**Exercise prompt:**
Reproduce exactly, and only, the lines below from the one containing "rgb[1] + shift[1]" through the one containing "let balance = (p.balance".

[Stored data]
=== Section Start ===
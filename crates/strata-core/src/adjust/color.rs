//! Per-pixel color adjustments (HSL, color balance, vibrance, split toning).

use palette::{FromColor, Hsl, Srgb};

use crate::adjust::luminance;
use crate::layers::params::{ColorBalanceParams, HslParams, SplitToningParams, VibranceParams};

/// Normalized channel shift at a color balance slider value of ±100.
pub const COLOR_BALANCE_SCALE: f32 = 0.2;

/// Luminance thresholds separating shadows, midtones, and highlights.
pub const SHADOW_LIMIT: f32 = 0.33;
pub const MIDTONE_LIMIT: f32 = 0.67;

fn to_hsl(rgb: [f32; 3]) -> Hsl {
    Hsl::from_color(Srgb::new(rgb[0], rgb[1], rgb[2]))
}

fn from_hsl(hue_degrees: f32, saturation: f32, lightness: f32) -> [f32; 3] {
    let hsl: Hsl = Hsl::new(hue_degrees, saturation, lightness);
    let rgb: Srgb = Srgb::from_color(hsl);
    [rgb.red, rgb.green, rgb.blue]
}

/// Fully saturated color at mid lightness for a hue in degrees.
pub fn hue_color(hue_degrees: f32) -> [f32; 3] {
    from_hsl(hue_degrees, 1.0, 0.5)
}

/// HSL saturation of a normalized RGB color.
pub fn saturation(rgb: [f32; 3]) -> f32 {
    to_hsl(rgb).saturation
}

/// Hue shift, clamped saturation and lightness offsets.
///
/// ```text
/// h = fract(h + hue / 360)
/// s = clamp(s + saturation / 100, 0, 1)
/// l = clamp(l + lightness / 100, 0, 1)
/// ```
pub fn hsl(rgb: [f32; 3], p: &HslParams) -> [f32; 3] {
    if p.hue.abs() < 1e-7 && p.saturation.abs() < 1e-7 && p.lightness.abs() < 1e-7 {
        return rgb;
    }
    let hsl = to_hsl(rgb);
    let hue = (hsl.hue.into_positive_degrees() / 360.0 + p.hue / 360.0).rem_euclid(1.0);
    let s = (hsl.saturation + p.saturation / 100.0).clamp(0.0, 1.0);
    let l = (hsl.lightness + p.lightness / 100.0).clamp(0.0, 1.0);
    from_hsl(hue * 360.0, s, l)
}

/// Cyan-red, magenta-green, yellow-blue shifts for the pixel's tonal range.
pub fn color_balance(rgb: [f32; 3], p: &ColorBalanceParams) -> [f32; 3] {
    let luma = luminance(rgb);
    let shift = if luma < SHADOW_LIMIT {
        p.shadows
    } else if luma < MIDTONE_LIMIT {
        p.midtones
    } else {
        p.highlights
    };

    let mut out = [
        rgb[0] + shift[0] / 100.0 * COLOR_BALANCE_SCALE,
        rgb[1] + shift[1] / 100.0 * COLOR_BALANCE_SCALE,
        rgb[2] + shift[2] / 100.0 * COLOR_BALANCE_SCALE,
    ];
    if p.preserve_luminosity {
        let delta = luma - luminance(out);
        out = out.map(|v| v + delta);
    }
    out
}

/// Saturation boost that favors muted colors.
///
/// ```text
/// amount = vibrance / 100 × (1 − s) + saturation / 100
/// out = luma + (in − luma) × (1 + amount)
/// ```
pub fn vibrance(rgb: [f32; 3], p: &VibranceParams) -> [f32; 3] {
    if p.vibrance.abs() < 1e-7 && p.saturation.abs() < 1e-7 {
        return rgb;
    }
    let s = saturation(rgb);
    let amount = p.vibrance / 100.0 * (1.0 - s) + p.saturation / 100.0;
    let luma = luminance(rgb);
    rgb.map(|v| luma + (v - luma) * (1.0 + amount))
}

/// Tint colors and per-pixel weights for split toning, resolved once per
/// adjustment and shared by the CPU and GPU paths.
#[derive(Debug, Clone, Copy, PartialEq)]
pub struct SplitTone {
    pub highlight: [f32; 3],
    pub shadow: [f32; 3],
    /// Highlight strength after saturation and balance.
    pub highlight_strength: f32,
    /// Shadow strength after saturation and balance.
    pub shadow_strength: f32,
}

impl SplitTone {
    pub fn new(p: &SplitToningParams) -> Self {
        let balance = (p.balance / 100.0).clamp(-1.0, 1.0);
        Self {
            highlight: hue_color(p.highlight_hue),
            shadow: hue_color(p.shadow_hue),
            highlight_strength: p.highlight_saturation / 100.0 * (1.0 + balance).min(1.0),
            shadow_strength: p.shadow_saturation / 100.0 * (1.0 - balance).min(1.0),
        }
    }

    /// Blend toward the highlight tint above mid luminance and toward the
    /// shadow tint below it.
    pub fn apply(&self, rgb: [f32; 3]) -> [f32; 3] {
        let luma = luminance(rgb);
        let hw = ((luma - 0.5) * 2.0).clamp(0.0, 1.0) * self.highlight_strength * 0.5;
        let sw = ((0.5 - luma) * 2.0).clamp(0.0, 1.0) * self.shadow_strength * 0.5;
        std::array::from_fn(|c| {
            rgb[c] + (self.highlight[c] - rgb[c]) * hw + (self.shadow[c] - rgb[c]) * sw
        })
    }
}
=== Section End ===
**Reply to the task:**
        rgb[1] + shift[1] / 100.0 * COLOR_BALANCE_SCALE,
        rgb[2] + shift[2] / 100.0 * COLOR_BALANCE_SCALE,
    ];
    if p.preserve_luminosity {
        let delta = luma - luminance(out);
        out = out.map(|v| v + delta);
    }
    out
}

/// Saturation boost that favors muted colors.
///
/// ```text
/// amount = vibrance / 100 × (1 − s) + saturation / 100
/// out = luma + (in − luma) × (1 + amount)
/// ```
pub fn vibrance(rgb: [f32; 3], p: &VibranceParams) -> [f32; 3] {
    if p.vibrance.abs() < 1e-7 && p.saturation.abs() < 1e-7 {
        return rgb;
    }
    let s = saturation(rgb);
    let amount = p.vibrance / 100.0 * (1.0 - s) + p.saturation / 100.0;
    let luma = luminance(rgb);
    rgb.map(|v| luma + (v - luma) * (1.0 + amount))
}

/// Tint colors and per-pixel weights for split toning, resolved once per
/// adjustment and shared by the CPU and GPU paths.
#[derive(Debug, Clone, Copy, PartialEq)]
pub struct SplitTone {
    pub highlight: [f32; 3],
    pub shadow: [f32; 3],
    /// Highlight strength after saturation and balance.
    pub highlight_strength: f32,
    /// Shadow strength after saturation and balance.
    pub shadow_strength: f32,
}

impl SplitTone {
    pub fn new(p: &SplitToningParams) -> Self {
        let balance = (p.balance / 100.0).clamp(-1.0, 1.0);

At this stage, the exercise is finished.